Your goal: What you return must be every line below that includes the word "Timeline".

Entries provided:
+++
use chrono::{DateTime, Utc};
use serde::{Deserialize, Deserializer, Serialize};
use uuid::Uuid;

/// Lead record as supplied by the CRM layer. Only identity fields are expected to be populated;
/// everything else falls back to `Unknown`/empty when missing or unrecognised.
#[derive(Debug, Clone, Default, PartialEq, Serialize, Deserialize)]
#[serde(rename_all = "camelCase")]
pub struct LeadRecord {
    #[serde(default)]
    pub id: Option<String>,
    #[serde(default, deserialize_with = "null_as_default")]
    pub email: String,
    #[serde(default, deserialize_with = "null_as_default")]
    pub first_name: String,
    #[serde(default, deserialize_with = "null_as_default")]
    pub last_name: String,
    #[serde(default)]
    pub phone: Option<String>,
    #[serde(default)]
    pub job_title: Option<String>,
    #[serde(default, deserialize_with = "null_as_default")]
    pub company: Company,
    #[serde(default, deserialize_with = "null_as_default")]
    pub source: LeadSource,
    #[serde(default, deserialize_with = "null_as_default")]
    pub status: LeadStatus,
    #[serde(default, deserialize_with = "null_as_default")]
    pub priority: Priority,
    #[serde(default, deserialize_with = "null_as_default")]
    pub budget: BudgetRange,
    #[serde(default, deserialize_with = "null_as_default")]
    pub timeline: Timeline,
    #[serde(default, deserialize_with = "null_as_default")]
    pub decision_maker: bool,
    #[serde(default, deserialize_with = "null_as_default")]
    pub interactions: Vec<Interaction>,
    #[serde(default)]
    pub notes: Option<String>,
    #[serde(default, deserialize_with = "null_as_default")]
    pub tags: Vec<String>,
    #[serde(default)]
    pub created_at: Option<DateTime<Utc>>,
}

impl LeadRecord {
    pub fn full_name(&self) -> String {
        format!("{} {}", self.first_name.trim(), self.last_name.trim())
            .trim()
            .to_string()
    }

    pub fn has_job_title(&self) -> bool {
        present(self.job_title.as_deref())
    }

    pub fn has_phone(&self) -> bool {
        present(self.phone.as_deref())
    }

    pub fn has_notes(&self) -> bool {
        present(self.notes.as_deref())
    }

    pub fn email_domain(&self) -> Option<&str> {
        self.email
            .trim()
            .rsplit_once('@')
            .map(|(_, domain)| domain)
            .filter(|domain| !domain.is_empty())
    }

    /// Identifier forwarded to the external model: the stored id, or a stable UUID derived from
    /// the normalized email so repeat submissions of the same person line up.
    pub fn lead_id(&self) -> Option<String> {
        if let Some(id) = self.id.as_deref().filter(|id| !id.trim().is_empty()) {
            return Some(id.trim().to_string());
        }

        let email = self.email.trim().to_ascii_lowercase();
        if email.is_empty() {
            return None;
        }

        Some(Uuid::new_v5(&Uuid::NAMESPACE_DNS, email.as_bytes()).to_string())
    }
}

fn present(value: Option<&str>) -> bool {
    value.map(|value| !value.trim().is_empty()).unwrap_or(false)
}

/// Firmographic block of the lead.
#[derive(Debug, Clone, Default, PartialEq, Serialize, Deserialize)]
pub struct Company {
    #[serde(default)]
    pub name: Option<String>,
    #[serde(default, deserialize_with = "null_as_default")]
    pub industry: Industry,
    #[serde(default, deserialize_with = "null_as_default")]
    pub size: CompanySize,
    #[serde(default, deserialize_with = "null_as_default")]
    pub revenue: Revenue,
}

impl Company {
    pub fn has_name(&self) -> bool {
        present(self.name.as_deref())
    }
}

/// Logged touchpoint with the lead, stored in chronological order.
#[derive(Debug, Clone, PartialEq, Serialize, Deserialize)]
#[serde(rename_all = "camelCase")]
pub struct Interaction {
    #[serde(rename = "type", default, deserialize_with = "null_as_default")]
    pub kind: InteractionType,
    pub date: DateTime<Utc>,
    #[serde(default, deserialize_with = "null_as_default")]
    pub outcome: InteractionOutcome,
    #[serde(default)]
    pub notes: Option<String>,
    #[serde(default)]
    pub scheduled_date: Option<DateTime<Utc>>,
}

#[derive(Debug, Clone, Copy, Default, PartialEq, Eq, Hash, Serialize, Deserialize)]
pub enum LeadSource {
    Website,
    Referral,
    #[serde(rename = "Social Media")]
    SocialMedia,
    #[serde(rename = "Email Campaign")]
    EmailCampaign,
    #[serde(rename = "Cold Call")]
    ColdCall,
    #[serde(rename = "Trade Show")]
    TradeShow,
    Other,
    #[default]
    #[serde(other)]
    Unknown,
}

#[derive(Debug, Clone, Copy, Default, PartialEq, Eq, Hash, Serialize, Deserialize)]
pub enum LeadStatus {
    New,
    Contacted,
    Qualified,
    Proposal,
    Negotiation,
    #[serde(rename = "Closed Won")]
    ClosedWon,
    #[serde(rename = "Closed Lost")]
    ClosedLost,
    #[default]
    #[serde(other)]
    Unknown,
}

#[derive(Debug, Clone, Copy, Default, PartialEq, Eq, Hash, Serialize, Deserialize)]
pub enum Priority {
    Low,
    Medium,
    High,
    Critical,
    #[default]
    #[serde(other)]
    Unknown,
}

#[derive(Debug, Clone, Copy, Default, PartialEq, Eq, Hash, Serialize, Deserialize)]
pub enum BudgetRange {
    #[serde(rename = "<$10K")]
    Under10K,
    #[serde(rename = "$10K-$50K")]
    From10KTo50K,
    #[serde(rename = "$50K-$100K")]
    From50KTo100K,
    #[serde(rename = "$100K-$500K")]
    From100KTo500K,
    #[serde(rename = "$500K+")]
    Over500K,
    #[default]
    #[serde(other)]
    Unknown,
}

#[derive(Debug, Clone, Copy, Default, PartialEq, Eq, Hash, Serialize, Deserialize)]
pub enum Timeline {
    Immediate,
    #[serde(rename = "1-3 months")]
    OneToThreeMonths,
    #[serde(rename = "3-6 months")]
    ThreeToSixMonths,
    #[serde(rename = "6-12 months")]
    SixToTwelveMonths,
    #[serde(rename = "12+ months")]
    OverTwelveMonths,
    #[default]
    #[serde(other)]
    Unknown,
}

#[derive(Debug, Clone, Copy, Default, PartialEq, Eq, Hash, Serialize, Deserialize)]
pub enum CompanySize {
    #[serde(rename = "1-10")]
    Micro,
    #[serde(rename = "11-50")]
    Small,
    #[serde(rename = "51-200")]
    Medium,
    #[serde(rename = "201-1000")]
    Large,
    #[serde(rename = "1000+")]
    Enterprise,
    #[default]
    #[serde(other)]
    Unknown,
}

#[derive(Debug, Clone, Copy, Default, PartialEq, Eq, Hash, Serialize, Deserialize)]
pub enum Revenue {
    #[serde(rename = "<$1M")]
    Under1M,
    #[serde(rename = "$1M-$10M")]
    From1MTo10M,
    #[serde(rename = "$10M-$50M")]
    From10MTo50M,
    #[serde(rename = "$50M-$200M")]
    From50MTo200M,
    #[serde(rename = "$200M+")]
    Over200M,
    #[default]
    #[serde(other)]
    Unknown,
}

#[derive(Debug, Clone, Copy, Default, PartialEq, Eq, Hash, Serialize, Deserialize)]
pub enum Industry {
    Technology,
    Healthcare,
    Finance,
    Education,
    Manufacturing,
    Retail,
    #[serde(rename = "Real Estate")]
    RealEstate,
    Consulting,
    Other,
    #[default]
    #[serde(other)]
    Unknown,
}

#[derive(Debug, Clone, Copy, Default, PartialEq, Eq, Hash, Serialize, Deserialize)]
pub enum InteractionType {
    Email,
    Call,
    Meeting,
    Demo,
    Note,
    #[default]
    #[serde(other)]
    Other,
}

#[derive(Debug, Clone, Copy, Default, PartialEq, Eq, Hash, Serialize, Deserialize)]
pub enum InteractionOutcome {
    Positive,
    Neutral,
    Negative,
    #[serde(rename = "No Response")]
    NoResponse,
    #[default]
    #[serde(other)]
    Unknown,
}

/// Treats an explicit JSON `null` the same as a missing field.
pub(crate) fn null_as_default<'de, D, T>(deserializer: D) -> Result<T, D::Error>
where
    D: Deserializer<'de>,
    T: Deserialize<'de> + Default,
{
    let opt = Option::<T>::deserialize(deserializer)?;
    Ok(opt.unwrap_or_default())
}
+++
Exercise answer:
    pub timeline: Timeline,
pub enum Timeline {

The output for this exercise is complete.